■ Work order ■
For the listing below, show each line that includes the string "ResultSink".

■ Task input ■
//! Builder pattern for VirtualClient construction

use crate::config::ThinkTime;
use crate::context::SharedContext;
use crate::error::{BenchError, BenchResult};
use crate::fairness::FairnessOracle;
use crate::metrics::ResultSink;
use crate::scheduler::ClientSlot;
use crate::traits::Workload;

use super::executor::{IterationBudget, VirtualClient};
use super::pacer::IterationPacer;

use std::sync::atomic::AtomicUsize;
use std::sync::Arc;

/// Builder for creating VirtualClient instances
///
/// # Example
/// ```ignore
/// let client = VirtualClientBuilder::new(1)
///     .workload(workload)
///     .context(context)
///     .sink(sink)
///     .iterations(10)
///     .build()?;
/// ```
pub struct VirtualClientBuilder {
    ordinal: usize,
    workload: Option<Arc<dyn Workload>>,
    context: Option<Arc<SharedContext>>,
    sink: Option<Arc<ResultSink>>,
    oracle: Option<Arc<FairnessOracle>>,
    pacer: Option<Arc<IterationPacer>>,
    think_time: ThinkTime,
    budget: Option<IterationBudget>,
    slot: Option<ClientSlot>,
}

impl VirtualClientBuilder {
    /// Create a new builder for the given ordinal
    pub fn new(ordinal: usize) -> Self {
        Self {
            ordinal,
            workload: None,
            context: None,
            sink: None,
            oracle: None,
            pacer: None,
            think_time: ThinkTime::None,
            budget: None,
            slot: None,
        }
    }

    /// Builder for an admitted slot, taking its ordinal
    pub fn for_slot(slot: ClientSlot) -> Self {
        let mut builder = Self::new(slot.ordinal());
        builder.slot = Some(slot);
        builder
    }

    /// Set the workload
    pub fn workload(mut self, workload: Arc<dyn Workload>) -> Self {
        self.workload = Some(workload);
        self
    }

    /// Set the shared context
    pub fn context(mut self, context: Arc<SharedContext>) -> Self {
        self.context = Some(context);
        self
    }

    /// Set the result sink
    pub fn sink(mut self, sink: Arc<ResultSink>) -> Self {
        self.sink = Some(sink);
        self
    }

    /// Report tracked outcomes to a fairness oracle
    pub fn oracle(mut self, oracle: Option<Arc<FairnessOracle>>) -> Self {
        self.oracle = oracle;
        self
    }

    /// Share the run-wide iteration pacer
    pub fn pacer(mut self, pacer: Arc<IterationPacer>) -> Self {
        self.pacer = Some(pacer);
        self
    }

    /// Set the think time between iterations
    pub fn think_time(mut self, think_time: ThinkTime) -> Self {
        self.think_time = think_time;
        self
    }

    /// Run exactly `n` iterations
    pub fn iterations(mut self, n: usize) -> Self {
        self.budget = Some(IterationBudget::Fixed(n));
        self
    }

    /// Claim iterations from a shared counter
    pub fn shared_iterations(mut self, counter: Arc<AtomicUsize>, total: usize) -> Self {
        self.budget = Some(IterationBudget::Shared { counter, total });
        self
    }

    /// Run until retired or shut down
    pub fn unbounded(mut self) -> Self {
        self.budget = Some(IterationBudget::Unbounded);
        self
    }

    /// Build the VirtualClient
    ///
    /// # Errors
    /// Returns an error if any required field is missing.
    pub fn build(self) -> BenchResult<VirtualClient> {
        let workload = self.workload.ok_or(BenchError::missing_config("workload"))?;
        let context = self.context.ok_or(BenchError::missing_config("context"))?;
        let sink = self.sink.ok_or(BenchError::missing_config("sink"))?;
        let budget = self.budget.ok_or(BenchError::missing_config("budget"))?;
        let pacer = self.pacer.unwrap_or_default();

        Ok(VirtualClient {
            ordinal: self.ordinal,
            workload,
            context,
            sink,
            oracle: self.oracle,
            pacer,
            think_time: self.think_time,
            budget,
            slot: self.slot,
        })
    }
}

■ Answer to this problem ■
use crate::metrics::ResultSink;
    sink: Option<Arc<ResultSink>>,
    pub fn sink(mut self, sink: Arc<ResultSink>) -> Self {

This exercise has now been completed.